A procedure for GAC review will be incorporated into the new gTLD process. The GAC may review the posted applications and provide advice to the ICANN Board. As discussed with the GAC, such advice would be provided within the 45-day period after posting of applications, with documentation according to accountability and transparency principles including whether the advice from the GAC is supported by a consensus of GAC members (which should include identification of the governments raising/supporting the objection).

While it’s certainly a concession to the GAC’s request to be allowed to provide advice about potentially objectionable strings, I think the addition of “transparency principles” is important.
The GAC’s original proposal would have maintained the black-box approach to advice-making that currently characterizes its role in ICANN. It reaches consensus in private.
For example, all we know about the GAC’s opposition to the .xxx TLD application is that “several governments” object to it.
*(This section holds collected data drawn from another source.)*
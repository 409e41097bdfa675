//! JWT authentication middleware for protecting API endpoints.
//!
//! The middleware extracts the bearer token from the Authorization header,
//! verifies it with the `TokenVerifier` registered as app data, and injects
//! an `AuthContext` into the request extensions.

use actix_web::{
    body::EitherBody,
    dev::{Service, ServiceRequest, ServiceResponse, Transform},
    http::header::AUTHORIZATION,
    web, Error, FromRequest, HttpMessage, HttpRequest, ResponseError,
};
use futures_util::future::LocalBoxFuture;
use std::{
    future::{ready, Ready},
    rc::Rc,
    sync::Arc,
};
use uuid::Uuid;

use ac_core::{
    domain::entities::token::Claims,
    errors::{DomainError, TokenError},
    repositories::TokenRepository,
    services::token::TokenService,
};

use crate::handlers::ApiError;

/// User authentication context injected into requests
#[derive(Debug, Clone)]
pub struct AuthContext {
    /// User ID extracted from JWT claims
    pub user_id: Uuid,
    /// Whether the user's email is verified
    pub is_verified: bool,
    /// JWT ID for tracking
    pub jti: String,
}

impl AuthContext {
    /// Creates a new authentication context from JWT claims
    pub fn from_claims(claims: Claims) -> Result<Self, DomainError> {
        let user_id = claims
            .user_id()
            .map_err(|_| DomainError::Token(TokenError::InvalidTokenFormat))?;
        Ok(Self {
            user_id,
            is_verified: claims.is_verified,
            jti: claims.jti,
        })
    }
}

/// Access token verification, object-safe so it can live in app data
pub trait TokenVerifier: Send + Sync {
    fn verify_access_token(&self, token: &str) -> Result<Claims, DomainError>;
}

impl<R: TokenRepository> TokenVerifier for TokenService<R> {
    fn verify_access_token(&self, token: &str) -> Result<Claims, DomainError> {
        TokenService::verify_access_token(self, token)
    }
}

/// JWT authentication middleware factory
#[derive(Debug, Clone, Copy, Default)]
pub struct JwtAuth;

impl JwtAuth {
    pub fn new() -> Self {
        Self
    }
}

impl<S, B> Transform<S, ServiceRequest> for JwtAuth
where
    S: Service<ServiceRequest, Response = ServiceResponse<B>, Error = Error> + 'static,
    S::Future: 'static,
    B: 'static,
{
    type Response = ServiceResponse<EitherBody<B>>;
    type Error = Error;
    type InitError = ();
    type Transform = JwtAuthMiddleware<S>;
    type Future = Ready<Result<Self::Transform, Self::InitError>>;

    fn new_transform(&self, service: S) -> Self::Future {
        ready(Ok(JwtAuthMiddleware {
            service: Rc::new(service),
        }))
    }
}

/// JWT authentication middleware service
pub struct JwtAuthMiddleware<S> {
    service: Rc<S>,
}

impl<S, B> Service<ServiceRequest> for JwtAuthMiddleware<S>
where
    S: Service<ServiceRequest, Response = ServiceResponse<B>, Error = Error> + 'static,
    S::Future: 'static,
    B: 'static,
{
    type Response = ServiceResponse<EitherBody<B>>;
    type Error = Error;
    type Future = LocalBoxFuture<'static, Result<Self::Response, Self::Error>>;

    actix_web::dev::forward_ready!(service);

    fn call(&self, req: ServiceRequest) -> Self::Future {
        let service = Rc::clone(&self.service);

        Box::pin(async move {
            match authenticate(&req) {
                Ok(context) => {
                    req.extensions_mut().insert(context);
                    let res = service.call(req).await?;
                    Ok(res.map_into_left_body())
                }
                Err(error) => {
                    let response = error.error_response();
                    Ok(req.into_response(response).map_into_right_body())
                }
            }
        })
    }
}

fn authenticate(req: &ServiceRequest) -> Result<AuthContext, ApiError> {
    let token = extract_bearer_token(req.request())
        .ok_or_else(|| ApiError::Unauthorized("Missing or invalid Authorization header".into()))?;

    let verifier = req
        .app_data::<web::Data<Arc<dyn TokenVerifier>>>()
        .ok_or_else(|| ApiError::Unauthorized("Token verification not configured".into()))?;

    let claims = verifier
        .verify_access_token(&token)
        .map_err(|e| ApiError::Unauthorized(format!("Token verification failed: {}", e)))?;

    AuthContext::from_claims(claims)
        .map_err(|e| ApiError::Unauthorized(format!("Invalid token: {}", e)))
}

/// Extracts the bearer token from the Authorization header
pub fn extract_bearer_token(req: &HttpRequest) -> Option<String> {
    req.headers()
        .get(AUTHORIZATION)?
        .to_str()
        .ok()?
        .strip_prefix("Bearer ")
        .map(|s| s.trim().to_string())
        .filter(|s| !s.is_empty())
}

/// Extractor for required authentication
impl FromRequest for AuthContext {
    type Error = Error;
    type Future = Ready<Result<Self, Self::Error>>;

    fn from_request(req: &HttpRequest, _: &mut actix_web::dev::Payload) -> Self::Future {
        let result: Result<Self, Self::Error> = req
            .extensions()
            .get::<AuthContext>()
            .cloned()
            .ok_or_else(|| ApiError::Unauthorized("Authentication required".into()).into());

        ready(result)
    }
}
//! Domain-specific error types and error handling.

mod types;

pub use types::{AuthError, TokenError, ValidationError};

use ac_shared::errors::{error_codes, ErrorResponse, IntoErrorResponse};
use thiserror::Error;

/// Core domain errors (general purpose)
#[derive(Error, Debug)]
pub enum DomainError {
    #[error("Validation error: {message}")]
    Validation { message: String },

    #[error("Resource not found: {resource}")]
    NotFound { resource: String },

    #[error("Internal error: {message}")]
    Internal { message: String },

    // Bridge to specific error types
    #[error(transparent)]
    Auth(#[from] AuthError),

    #[error(transparent)]
    Token(#[from] TokenError),

    #[error(transparent)]
    ValidationErr(#[from] ValidationError),
}

impl DomainError {
    /// Stable error code for API clients
    pub fn error_code(&self) -> &'static str {
        match self {
            DomainError::Validation { .. } | DomainError::ValidationErr(_) => {
                error_codes::VALIDATION_ERROR
            }
            DomainError::NotFound { .. } => error_codes::NOT_FOUND,
            DomainError::Internal { .. } => error_codes::INTERNAL_ERROR,
            DomainError::Auth(err) => err.error_code(),
            DomainError::Token(err) => err.error_code(),
        }
    }

    /// Shorthand for an internal error with a message
    pub fn internal(message: impl Into<String>) -> Self {
        DomainError::Internal {
            message: message.into(),
        }
    }
}

impl IntoErrorResponse for DomainError {
    fn to_error_response(&self) -> ErrorResponse {
        match self {
            // Internal details stay in the logs
            DomainError::Internal { .. } => {
                ErrorResponse::new(self.error_code(), "Something went wrong.")
            }
            DomainError::Auth(AuthError::DuplicateIdentity { field }) => {
                ErrorResponse::new(self.error_code(), self.to_string()).add_detail("field", field)
            }
            _ => ErrorResponse::new(self.error_code(), self.to_string()),
        }
    }
}

pub type DomainResult<T> = Result<T, DomainError>;
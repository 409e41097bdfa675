//! MySQL implementation of the TokenRepository trait.

use async_trait::async_trait;
use chrono::{DateTime, Utc};
use sqlx::{MySqlPool, Row};

use ac_core::domain::entities::token::RefreshToken;
use ac_core::errors::DomainError;
use ac_core::repositories::TokenRepository;

use super::{db_error, parse_uuid};

/// MySQL implementation of TokenRepository
pub struct MySqlTokenRepository {
    pool: MySqlPool,
}

impl MySqlTokenRepository {
    /// Create a new MySQL token repository
    pub fn new(pool: MySqlPool) -> Self {
        Self { pool }
    }

    fn row_to_token(row: &sqlx::mysql::MySqlRow) -> Result<RefreshToken, DomainError> {
        let id: String = row.try_get("id").map_err(|e| db_error("token id", e))?;
        let user_id: String = row
            .try_get("user_id")
            .map_err(|e| db_error("token user_id", e))?;

        Ok(RefreshToken {
            id: parse_uuid(&id)?,
            user_id: parse_uuid(&user_id)?,
            token_hash: row
                .try_get("token_hash")
                .map_err(|e| db_error("token hash", e))?,
            created_at: row
                .try_get::<DateTime<Utc>, _>("created_at")
                .map_err(|e| db_error("token created_at", e))?,
            expires_at: row
                .try_get::<DateTime<Utc>, _>("expires_at")
                .map_err(|e| db_error("token expires_at", e))?,
            is_revoked: row
                .try_get("is_revoked")
                .map_err(|e| db_error("token is_revoked", e))?,
        })
    }
}

#[async_trait]
impl TokenRepository for MySqlTokenRepository {
    async fn save_refresh_token(&self, token: RefreshToken) -> Result<RefreshToken, DomainError> {
        let result = sqlx::query(
            "INSERT INTO refresh_tokens (id, user_id, token_hash, created_at, expires_at, is_revoked) \
             VALUES (?, ?, ?, ?, ?, ?)",
        )
        .bind(token.id.to_string())
        .bind(token.user_id.to_string())
        .bind(&token.token_hash)
        .bind(token.created_at)
        .bind(token.expires_at)
        .bind(token.is_revoked)
        .execute(&self.pool)
        .await;

        match result {
            Ok(_) => Ok(token),
            Err(e)
                if e.as_database_error()
                    .map_or(false, |db| db.is_unique_violation()) =>
            {
                Err(DomainError::Validation {
                    message: "Refresh token already exists".to_string(),
                })
            }
            Err(e) => Err(db_error("refresh token insert", e)),
        }
    }

    async fn find_refresh_token(&self, token_hash: &str) -> Result<Option<RefreshToken>, DomainError> {
        let row = sqlx::query(
            "SELECT id, user_id, token_hash, created_at, expires_at, is_revoked \
             FROM refresh_tokens WHERE token_hash = ? LIMIT 1",
        )
        .bind(token_hash)
        .fetch_optional(&self.pool)
        .await
        .map_err(|e| db_error("refresh token lookup", e))?;

        row.as_ref().map(Self::row_to_token).transpose()
    }

    async fn revoke_token(&self, token_hash: &str) -> Result<bool, DomainError> {
        let result = sqlx::query(
            "UPDATE refresh_tokens SET is_revoked = TRUE WHERE token_hash = ? AND is_revoked = FALSE",
        )
        .bind(token_hash)
        .execute(&self.pool)
        .await
        .map_err(|e| db_error("refresh token revoke", e))?;

        Ok(result.rows_affected() == 1)
    }
}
We don’t (officially, at least) know which governments.
Complicating matters, the GAC believes that referring to this minority position in one of its official Communiques makes it consensus “advice” on .xxx that ICANN must consider.
If ICANN’s new transparency requirements had been applied to the .xxx application, it would make the call it has to make next week – whether to reject the GAC advice and approve .xxx – much more well-informed.
Returning to .gay, if the GAC is going to be obliged to name (and, depending on your perspective, shame) the governments that officially object to the string, it leaves a lot less room for back-room horse-trading leading to amorphous “consensus” positions.
Let’s say, for example, that Saudi Arabia, Iran and the United Arab Emirates (three countries where the death penalty still applies to active homosexuals) were to object to the string.
How much support would that move receive from governments in less repressive parts of the world?
Which relatively liberal Western governments would be willing to put their names to a document that essentially implements homophobia in the DNS? Very few, I would imagine.
For such an objection to gather broader support there would have to be a real risk of “root fragmentation” – the threat that the Saudis et al could decide that, rather than blocking .gay, it would be easier to divorce themselves from ICANN entirely and set up their own competing DNS root.
But let’s remember that by the time .gay is live and available to block, there’s a good chance that .xxx – equally opposed by several nations – will have been in the root for a couple of years. The practice of gTLD blocking at the national level may well be the norm by that point.
So, let’s now say that the GAC’s advice, stating an objection to .gay and naming the limited number of objectors, is forwarded to the ICANN board. What happens then?
Absent some kind of objective scoring system, directors would each have to make a subjective decision. Do I want to give TLD veto power to a narrow, homogeneous subset of nations? Do I want lowest common denominator morality to dictate global internet policy?
I’d like to think that, faced with such a choice, most ICANN directors would vote with their consciences. I hope I’m not being naïve.
This is a scenario I’m exploring hypothetically here, of course, but these are the kinds of decisions that may have to be made for real over the coming few years.